7": Atlantic. / PROMO / 78-93707 (Red Atlantic Label w/Solid Center Small Hole and WEA Company Sleeve)(CA)
 "Say the Word" (Theme from "Playing for Keeps") (LP version) (4:29)
 "Say the Word" (Theme from "Playing for Keeps") (Instrumental Mix) (4:29)

7": Atlantic. / 78-93707 (Red Atlantic Label w/Large Center Hole and WEA Company Sleeve) (CA)
 "Say the Word" (Theme from "Playing for Keeps") (LP version) (4:29)
 "Say the Word" (Theme from "Playing for Keeps") (Instrumental Mix) (4:29)

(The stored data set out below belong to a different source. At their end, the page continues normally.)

//! Order, contract and confirmation types shared across the platform.

use serde::{Deserialize, Serialize};
use std::collections::HashMap;

/// Order side. Short sells are tracked separately for locate/visibility but
/// count as the sell side everywhere in accounting.
#[derive(Debug, Clone, Copy, PartialEq, Eq, Hash, Default, Serialize, Deserialize)]
pub enum Side {
    #[default]
    Buy,
    Sell,
    Short,
}

impl Side {
    /// FIX-style wire code.
    pub fn code(&self) -> char {
        match self {
            Side::Buy => '1',
            Side::Sell => '2',
            Side::Short => '5',
        }
    }

    pub fn from_code(c: char) -> Option<Self> {
        Some(match c {
            '1' => Side::Buy,
            '2' => Side::Sell,
            '5' => Side::Short,
            _ => return None,
        })
    }

    /// Case-insensitive parse of client spellings.
    pub fn parse(s: &str) -> Option<Self> {
        let lower = s.to_ascii_lowercase();
        Some(match lower.as_str() {
            "buy" => Side::Buy,
            "sell" => Side::Sell,
            "short" | "short sell" | "sell short" => Side::Short,
            _ => return None,
        })
    }

    pub fn is_buy(&self) -> bool {
        matches!(self, Side::Buy)
    }
}

/// Order type. `Otc` fills immediately off-exchange at the supplied price;
/// `Cx` routes to the internal cross engine instead of any adapter.
#[derive(Debug, Clone, Copy, PartialEq, Eq, Hash, Default, Serialize, Deserialize)]
pub enum OrdType {
    Market,
    #[default]
    Limit,
    Stop,
    StopLimit,
    Otc,
    Cx,
}

impl OrdType {
    pub fn code(&self) -> char {
        match self {
            OrdType::Market => '1',
            OrdType::Limit => '2',
            OrdType::Stop => '3',
            OrdType::StopLimit => '4',
            OrdType::Otc => 'o',
            OrdType::Cx => 'x',
        }
    }

    pub fn from_code(c: char) -> Option<Self> {
        Some(match c {
            '1' => OrdType::Market,
            '2' => OrdType::Limit,
            '3' => OrdType::Stop,
            '4' => OrdType::StopLimit,
            'o' => OrdType::Otc,
            'x' => OrdType::Cx,
            _ => return None,
        })
    }

    /// OTC and internal crosses never touch outstanding-exposure accounting.
    pub fn is_otc(&self) -> bool {
        matches!(self, OrdType::Otc | OrdType::Cx)
    }
}

/// Time in force.
#[derive(Debug, Clone, Copy, PartialEq, Eq, Hash, Default, Serialize, Deserialize)]
pub enum Tif {
    #[default]
    Day,
    GoodTillCancel,
    AtTheOpening,
    ImmediateOrCancel,
    FillOrKill,
    GoodTillCrossing,
    GoodTillDate,
}

impl Tif {
    pub fn code(&self) -> char {
        match self {
            Tif::Day => '0',
            Tif::GoodTillCancel => '1',
            Tif::AtTheOpening => '2',
            Tif::ImmediateOrCancel => '3',
            Tif::FillOrKill => '4',
            Tif::GoodTillCrossing => '5',
            Tif::GoodTillDate => '6',
        }
    }

    pub fn from_code(c: char) -> Option<Self> {
        Some(match c {
            '0' => Tif::Day,
            '1' => Tif::GoodTillCancel,
            '2' => Tif::AtTheOpening,
            '3' => Tif::ImmediateOrCancel,
            '4' => Tif::FillOrKill,
            '5' => Tif::GoodTillCrossing,
            '6' => Tif::GoodTillDate,
            _ => return None,
        })
    }
}

/// Order status, doubling as the confirmation execution type.
#[derive(Debug, Clone, Copy, PartialEq, Eq, Hash, Default, Serialize, Deserialize)]
pub enum OrderStatus {
    #[default]
    Unknown,
    UnconfirmedNew,
    PendingNew,
    New,
    PartiallyFilled,
    Filled,
    DoneForDay,
    Canceled,
    PendingCancel,
    Rejected,
    Suspended,
    Calculated,
    Expired,
    RiskRejected,
    UnconfirmedCancel,
    CancelRejected,
}

impl OrderStatus {
    /// Whether an order in this status still rests with a venue (or is on
    /// its way there).
    pub fn is_live(&self) -> bool {
        matches!(
            self,
            OrderStatus::UnconfirmedNew
                | OrderStatus::PendingNew
                | OrderStatus::New
                | OrderStatus::Suspended
                | OrderStatus::PartiallyFilled
        )
    }

    /// Terminal statuses that release outstanding leaves.
    pub fn releases_leaves(&self) -> bool {
        matches!(
            self,
            OrderStatus::Canceled
                | OrderStatus::Rejected
                | OrderStatus::Expired
                | OrderStatus::Calculated
                | OrderStatus::DoneForDay
        )
    }
}

/// Execution transaction type of a fill confirmation.
#[derive(Debug, Clone, Copy, PartialEq, Eq, Hash, Default, Serialize, Deserialize)]
pub enum ExecTransType {
    #[default]
    New,
    /// A cancel-bust: backs out a previously reported execution.
    Cancel,
    Correct,
    Status,
}

/// Client-facing order intent; the base of [`Order`].
#[derive(Debug, Clone, Default, Serialize, Deserialize)]
pub struct Contract {
    pub security_id: u32,
    pub sub_account_id: u16,
    pub qty: f64,
    pub price: f64,
    pub stop_price: f64,
    pub side: Side,
    pub ord_type: OrdType,
    pub tif: Tif,
    /// Venue override for smart-routed flow; normally empty and resolved from
    /// the sub-account's broker map.
    #[serde(default, skip_serializing_if = "Option::is_none")]
    pub destination: Option<String>,
    /// Free-form adapter attributes.
    #[serde(default, skip_serializing_if = "Option::is_none")]
    pub attrs: Option<HashMap<String, String>>,
}

/// A live or historical order owned by the global order book.
///
/// Orders reference every related entity by id only (catalog entries, the
/// owning algo, the algo's instrument); resolution goes through the owning
/// manager, never through stored pointers.
#[derive(Debug, Clone, Default, Serialize, Deserialize)]
pub struct Order {
    #[serde(flatten)]
    pub contract: Contract,
    /// Process-unique, monotone order id.
    pub id: u32,
    /// 0 for a new order; the id of the order being cancelled otherwise.
    pub orig_id: u32,
    pub status: OrderStatus,
    pub avg_px: f64,
    pub cum_qty: f64,
    pub leaves_qty: f64,
    /// Submit time, µs UTC.
    pub tm: i64,
    pub user_id: u16,
    /// Assigned by dispatch from the sub-account broker map.
    pub broker_account_id: u16,
    /// Owning algo (0 = manual/frontend order).
    pub algo_id: u32,
    /// Owning algo instrument (0 = none).
    pub instrument_id: u64,
}

impl Order {
    pub fn from_contract(contract: Contract, user_id: u16) -> Self {
        Self {
            contract,
            user_id,
            ..Default::default()
        }
    }

    pub fn is_buy(&self) -> bool {
        self.contract.side.is_buy()
    }

    pub fn is_live(&self) -> bool {
        self.status.is_live()
    }

    pub fn security_id(&self) -> u32 {
        self.contract.security_id
    }

    pub fn sub_account_id(&self) -> u16 {
        self.contract.sub_account_id
    }

    pub fn qty(&self) -> f64 {
        self.contract.qty
    }

    pub fn price(&self) -> f64 {
        self.contract.price
    }

    pub fn ord_type(&self) -> OrdType {
        self.contract.ord_type
    }
}

/// A confirmation applied to one order: adapter callbacks, risk rejections
/// and synthetic OTC/cross fills all funnel through this record.
#[derive(Debug, Clone, Default, Serialize, Deserialize)]
pub struct Confirmation {
    pub order_id: u32,
    pub exec_type: OrderStatus,
    #[serde(default)]
    pub exec_trans_type: ExecTransType,
    /// Fill quantity for (partially) filled exec types.
    #[serde(default)]
    pub last_shares: f64,
    /// Fill price for (partially) filled exec types.
    #[serde(default)]
    pub last_px: f64,
    /// Outstanding quantity released by a terminal exec type; captured by the
    /// order book while applying the confirmation.
    #[serde(default)]
    pub leaves_qty: f64,
    /// Adapter-supplied execution id, used for duplicate suppression.
    #[serde(default, skip_serializing_if = "String::is_empty")]
    pub exec_id: String,
    /// Venue order id (on New) or human-readable reason text.
    #[serde(default, skip_serializing_if = "String::is_empty")]
    pub text: String,
    /// Transaction time, µs UTC.
    pub transaction_time: i64,
    /// Journal sequence number, assigned by the order book.
    #[serde(default)]
    pub seq: u32,
    #[serde(default, skip_serializing_if = "Option::is_none")]
    pub misc: Option<HashMap<String, String>>,
}

impl Confirmation {
    /// A plain (non-fill) confirmation.
    pub fn status(order_id: u32, exec_type: OrderStatus, text: impl Into<String>, tm: i64) -> Self {
        Self {
            order_id,
            exec_type,
            text: text.into(),
            transaction_time: if tm != 0 { tm } else { crate::utils::now_micros() },
            ..Default::default()
        }
    }

    /// A fill (or cancel-bust when `trans` is [`ExecTransType::Cancel`]).
    pub fn fill(
        order_id: u32,
        last_shares: f64,
        last_px: f64,
        exec_id: impl Into<String>,
        trans: ExecTransType,
        tm: i64,
    ) -> Self {
        Self {
            order_id,
            // The book refines this to PartiallyFilled/Filled as it applies.
            exec_type: OrderStatus::Filled,
            exec_trans_type: trans,
            last_shares,
            last_px,
            exec_id: exec_id.into(),
            transaction_time: if tm != 0 { tm } else { crate::utils::now_micros() },
            ..Default::default()
        }
    }

    pub fn is_fill(&self) -> bool {
        matches!(
            self.exec_type,
            OrderStatus::PartiallyFilled | OrderStatus::Filled
        )
    }
}
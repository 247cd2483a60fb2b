//! Append-only journal streams.
//!
//! Both the order stream and the algo stream use the same binary framing:
//!
//! ```text
//! [seq:u32][body_len:u32][user_id:u16][order_id:u32][payload...]\0\n
//! ```
//!
//! All integers little-endian. On startup the file is memory-mapped and
//! scanned forward to restore the sequence and order-id high-water marks; a
//! non-whole trailing record is fatal (truncation must be a manual
//! operation). Appends go through a dedicated writer thread per stream.

use crossbeam::channel::{bounded, unbounded, Sender};
use memmap2::Mmap;
use std::fs::{File, OpenOptions};
use std::io::Write;
use std::path::{Path, PathBuf};
use std::sync::atomic::{AtomicU32, Ordering};
use std::thread::JoinHandle;
use thiserror::Error;
use tracing::error;

/// Fixed header size: seq + body_len + user_id + order_id.
const HEADER_SIZE: usize = 4 + 4 + 2 + 4;
/// Trailing `\0\n` after the payload.
const TRAILER_SIZE: usize = 2;

#[derive(Debug, Error)]
pub enum JournalError {
    #[error("journal io error at {path}: {message}")]
    Io { path: PathBuf, message: String },
    /// The file ends in a partial record. Manual remediation required.
    #[error("corrupted journal file {path}, please fix it first")]
    Corrupt { path: PathBuf },
}

/// One journaled record.
#[derive(Debug, Clone, PartialEq)]
pub struct JournalRecord {
    pub seq: u32,
    pub user_id: u16,
    pub order_id: u32,
    pub payload: Vec<u8>,
}

/// High-water marks recovered by the startup scan.
#[derive(Debug, Clone, Copy, Default)]
pub struct JournalScan {
    pub last_seq: u32,
    pub max_order_id: u32,
    pub records: usize,
}

enum WriterMsg {
    Record(Vec<u8>),
    Flush(Sender<()>),
}

/// An append-only journal stream with a dedicated writer thread.
pub struct Journal {
    path: PathBuf,
    seq: AtomicU32,
    tx: Option<Sender<WriterMsg>>,
    handle: Option<JoinHandle<()>>,
}

impl Journal {
    /// Open (creating if absent) and scan the stream. The scan is strict:
    /// trailing garbage is a [`JournalError::Corrupt`].
    pub fn open(path: &Path) -> Result<(Self, JournalScan), JournalError> {
        let io_err = |e: std::io::Error| JournalError::Io {
            path: path.to_path_buf(),
            message: e.to_string(),
        };
        let file = OpenOptions::new()
            .create(true)
            .append(true)
            .read(true)
            .open(path)
            .map_err(io_err)?;

        let mut scan = JournalScan::default();
        let len = file.metadata().map_err(io_err)?.len() as usize;
        if len > 0 {
            // SAFETY: the file is owned by this process; the writer thread is
            // not running yet and nothing truncates journals at runtime.
            let mmap = unsafe { Mmap::map(&file).map_err(io_err)? };
            let consumed = scan_records(&mmap, |rec| {
                // Concurrent producers may hand records to the writer
                // slightly out of seq order; track the high-water mark.
                if rec.seq > scan.last_seq {
                    scan.last_seq = rec.seq;
                }
                if rec.order_id > scan.max_order_id {
                    scan.max_order_id = rec.order_id;
                }
                scan.records += 1;
                true
            });
            if consumed != len {
                return Err(JournalError::Corrupt {
                    path: path.to_path_buf(),
                });
            }
        }

        let (tx, rx) = unbounded::<WriterMsg>();
        let thread_path = path.to_path_buf();
        let mut writer: File = file;
        let handle = std::thread::Builder::new()
            .name("journal-writer".to_string())
            .spawn(move || {
                while let Ok(msg) = rx.recv() {
                    match msg {
                        WriterMsg::Record(bytes) => {
                            if let Err(e) = writer.write_all(&bytes).and_then(|_| writer.flush()) {
                                error!(
                                    "journal write failed on {}: {e}",
                                    thread_path.display()
                                );
                                std::process::exit(2);
                            }
                        }
                        WriterMsg::Flush(done) => {
                            let _ = writer.flush();
                            let _ = done.send(());
                        }
                    }
                }
            })
            .map_err(io_err)?;

        Ok((
            Self {
                path: path.to_path_buf(),
                seq: AtomicU32::new(scan.last_seq),
                tx: Some(tx),
                handle: Some(handle),
            },
            scan,
        ))
    }

    pub fn path(&self) -> &Path {
        &self.path
    }

    /// Last assigned sequence number.
    pub fn seq(&self) -> u32 {
        self.seq.load(Ordering::Relaxed)
    }

    /// Bump the sequence high-water (algo streams skip a region on startup).
    pub fn advance_seq(&self, by: u32) {
        self.seq.fetch_add(by, Ordering::Relaxed);
    }

    /// Assign the next sequence number and queue the record. Returns the
    /// assigned seq.
    pub fn append(&self, user_id: u16, order_id: u32, payload: &[u8]) -> u32 {
        let seq = self.seq.fetch_add(1, Ordering::Relaxed) + 1;
        let mut buf = Vec::with_capacity(HEADER_SIZE + payload.len() + TRAILER_SIZE);
        buf.extend_from_slice(&seq.to_le_bytes());
        buf.extend_from_slice(&(payload.len() as u32).to_le_bytes());
        buf.extend_from_slice(&user_id.to_le_bytes());
        buf.extend_from_slice(&order_id.to_le_bytes());
        buf.extend_from_slice(payload);
        buf.extend_from_slice(b"\0\n");
        if let Some(tx) = &self.tx {
            let _ = tx.send(WriterMsg::Record(buf));
        }
        seq
    }

    /// Block until every queued record reached the file.
    pub fn flush(&self) {
        if let Some(tx) = &self.tx {
            let (done_tx, done_rx) = bounded(1);
            if tx.send(WriterMsg::Flush(done_tx)).is_ok() {
                let _ = done_rx.recv();
            }
        }
    }

    /// Replay records with `seq >= seq0` whose user matches (admins see all).
    /// Replay never mutates live state; a partial trailing record (a write
    /// racing the read) is ignored here, unlike the strict startup scan.
    pub fn replay(
        &self,
        seq0: u32,
        user_id: u16,
        is_admin: bool,
        mut f: impl FnMut(&JournalRecord),
    ) -> Result<(), JournalError> {
        self.flush();
        let io_err = |e: std::io::Error| JournalError::Io {
            path: self.path.clone(),
            message: e.to_string(),
        };
        let file = File::open(&self.path).map_err(io_err)?;
        if file.metadata().map_err(io_err)?.len() == 0 {
            return Ok(());
        }
        // SAFETY: read-only map; the writer only ever appends.
        let mmap = unsafe { Mmap::map(&file).map_err(io_err)? };
        scan_records(&mmap, |rec| {
            if rec.seq >= seq0 && (is_admin || rec.user_id == user_id) {
                f(&rec);
            }
            true
        });
        Ok(())
    }

    /// Stop the writer after draining the queue.
    pub fn close(&mut self) {
        self.tx.take();
        if let Some(h) = self.handle.take() {
            let _ = h.join();
        }
    }
}

impl Drop for Journal {
    fn drop(&mut self) {
        self.close();
    }
}

/// Walk whole records, invoking `f` for each; returns the number of bytes
/// consumed (callers decide whether a short tail is corruption).
fn scan_records(data: &[u8], mut f: impl FnMut(JournalRecord) -> bool) -> usize {
    let mut pos = 0usize;
    while pos + HEADER_SIZE <= data.len() {
        let seq = u32::from_le_bytes([data[pos], data[pos + 1], data[pos + 2], data[pos + 3]]);
        let body_len = u32::from_le_bytes([
            data[pos + 4],
            data[pos + 5],
            data[pos + 6],
            data[pos + 7],
        ]) as usize;
        let user_id = u16::from_le_bytes([data[pos + 8], data[pos + 9]]);
        let order_id = u32::from_le_bytes([
            data[pos + 10],
            data[pos + 11],
            data[pos + 12],
            data[pos + 13],
        ]);
        let end = pos + HEADER_SIZE + body_len + TRAILER_SIZE;
        if end > data.len() {
            break;
        }
        let payload = data[pos + HEADER_SIZE..pos + HEADER_SIZE + body_len].to_vec();
        if !f(JournalRecord {
            seq,
            user_id,
            order_id,
            payload,
        }) {
            return end;
        }
        pos = end;
    }
    pos
}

 All Canadian releases contains a misspressing with an incorrect song, which is instrumental, that has a time of 3:31.  
 According to Nick Rhodes, who listened to the unknown song in January 2009, this track is not Arcadia and it seems as if a pressing plant error caused an unknown artist to be substituted instead of the instrumental Arcadia track, which does actually exist and appears in its correct form on the US 7-inch release.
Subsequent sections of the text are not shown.